ASSIGNMENT => In the material below, identify each line bearing the word "loop". Reproduce those lines.

* * * * * * *

use std::io::{self, BufRead, Write};
use std::path::PathBuf;

use anyhow::Result;

use axon_compiler::{Lexer, Lowerer, Parser, SourceFile, SourceId, TypeChecker};

const PROMPT: &str = ">>> ";
const CONTINUATION: &str = "... ";

struct ReplState {
    checker: TypeChecker,
    show_tokens: bool,
    show_ast: bool,
    show_ir: bool,
    line_number: usize,
}

impl ReplState {
    fn new() -> Self {
        Self {
            checker: TypeChecker::new(),
            show_tokens: false,
            show_ast: false,
            show_ir: false,
            line_number: 1,
        }
    }
}

/// Line-buffered interactive loop. A trailing ':' or an unmatched bracket
/// switches to the continuation prompt; an empty line closes the block.
/// Definitions persist across inputs until `:reset`.
pub fn run() -> Result<()> {
    println!("Axon {} — type :help for commands", env!("CARGO_PKG_VERSION"));

    let stdin = io::stdin();
    let mut lines = stdin.lock().lines();
    let mut state = ReplState::new();

    loop {
        print!("{PROMPT}");
        io::stdout().flush()?;

        let Some(line) = lines.next() else {
            println!("\nGoodbye!");
            break;
        };
        let mut input = line?;

        if input.trim().is_empty() {
            continue;
        }

        if let Some(command) = input.trim().strip_prefix(':') {
            if !handle_command(command, &mut state) {
                break;
            }
            continue;
        }

        if needs_more_input(&input) {
            read_multiline(&mut lines, &mut input)?;
        }

        execute(&mut state, &input);
        state.line_number += 1;
    }

    Ok(())
}

fn handle_command(command: &str, state: &mut ReplState) -> bool {
    match command.trim() {
        "quit" | "q" | "exit" => {
            println!("Goodbye!");
            return false;
        }
        "help" | "h" | "?" => {
            println!(":help    Show this message");
            println!(":quit    Exit the REPL");
            println!(":tokens  Toggle token display");
            println!(":ast     Toggle AST display");
            println!(":ir      Toggle IR display");
            println!(":clear   Clear the screen");
            println!(":reset   Discard all definitions");
        }
        "tokens" | "t" => {
            state.show_tokens = !state.show_tokens;
            println!("Token display: {}", on_off(state.show_tokens));
        }
        "ast" | "a" => {
            state.show_ast = !state.show_ast;
            println!("AST display: {}", on_off(state.show_ast));
        }
        "ir" => {
            state.show_ir = !state.show_ir;
            println!("IR display: {}", on_off(state.show_ir));
        }
        "clear" => {
            print!("\x1b[2J\x1b[H");
            let _ = io::stdout().flush();
        }
        "reset" => {
            state.checker = TypeChecker::new();
            state.line_number = 1;
            println!("Definitions discarded");
        }
        other => {
            println!("Unknown command ':{other}' (try :help)");
        }
    }
    true
}

fn on_off(flag: bool) -> &'static str {
    if flag {
        "ON"
    } else {
        "OFF"
    }
}

fn needs_more_input(code: &str) -> bool {
    let trimmed = code.trim_end();
    if trimmed.is_empty() {
        return false;
    }
    if trimmed.ends_with(':') {
        return true;
    }

    let mut parens = 0i32;
    let mut brackets = 0i32;
    let mut braces = 0i32;
    for ch in code.chars() {
        match ch {
            '(' => parens += 1,
            ')' => parens -= 1,
            '[' => brackets += 1,
            ']' => brackets -= 1,
            '{' => braces += 1,
            '}' => braces -= 1,
            _ => {}
        }
    }
    parens > 0 || brackets > 0 || braces > 0
}

fn read_multiline(
    lines: &mut impl Iterator<Item = io::Result<String>>,
    input: &mut String,
) -> Result<()> {
    let mut depth = 1usize;
    while depth > 0 {
        print!("{CONTINUATION}");
        io::stdout().flush()?;

        let Some(line) = lines.next() else {
            break;
        };
        let line = line?;

        // An empty line closes the innermost open block.
        if line.trim().is_empty() {
            depth -= 1;
            continue;
        }

        input.push('\n');
        input.push_str(&line);

        if line.trim_end().ends_with(':') {
            depth += 1;
        }
    }
    Ok(())
}

fn execute(state: &mut ReplState, code: &str) {
    let source = SourceFile::new(
        SourceId(state.line_number as u32),
        PathBuf::from("<repl>"),
        format!("{code}\n"),
    );

    if state.show_tokens {
        let mut lexer = Lexer::new(&source);
        for token in lexer.tokenize_all() {
            println!("{:?} {:?}", token.kind, token.lexeme);
        }
    }

    let lexer = Lexer::new(&source);
    let mut parser = Parser::new(lexer, "<repl>");
    let program = parser.parse();
    let diagnostics = parser.into_diagnostics();
    if diagnostics.has_errors() {
        for diagnostic in diagnostics.entries() {
            match diagnostic.location {
                Some(location) => eprintln!(
                    "<repl>:{}:{}: error: {}",
                    location.line, location.column, diagnostic.message
                ),
                None => eprintln!("<repl>: error: {}", diagnostic.message),
            }
        }
        return;
    }

    if state.show_ast {
        println!("Declarations: {}", program.declarations.len());
    }

    state.checker.check(&program);
    let diagnostics = state.checker.take_diagnostics();
    if diagnostics.has_errors() {
        for diagnostic in diagnostics.entries() {
            match diagnostic.location {
                Some(location) => eprintln!(
                    "<repl>:{}:{}: error: {}",
                    location.line, location.column, diagnostic.message
                ),
                None => eprintln!("<repl>: error: {}", diagnostic.message),
            }
        }
        return;
    }

    if state.show_ir {
        let (ir, lower_diagnostics) = Lowerer::new(&state.checker).lower(&program);
        if lower_diagnostics.has_errors() {
            for diagnostic in lower_diagnostics.entries() {
                eprintln!("<repl>: error: {}", diagnostic.message);
            }
        } else {
            print!("{ir}");
        }
    }
}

* * * * * * *

COMPLETED EXERCISE =>
/// Line-buffered interactive loop. A trailing ':' or an unmatched bracket
    loop {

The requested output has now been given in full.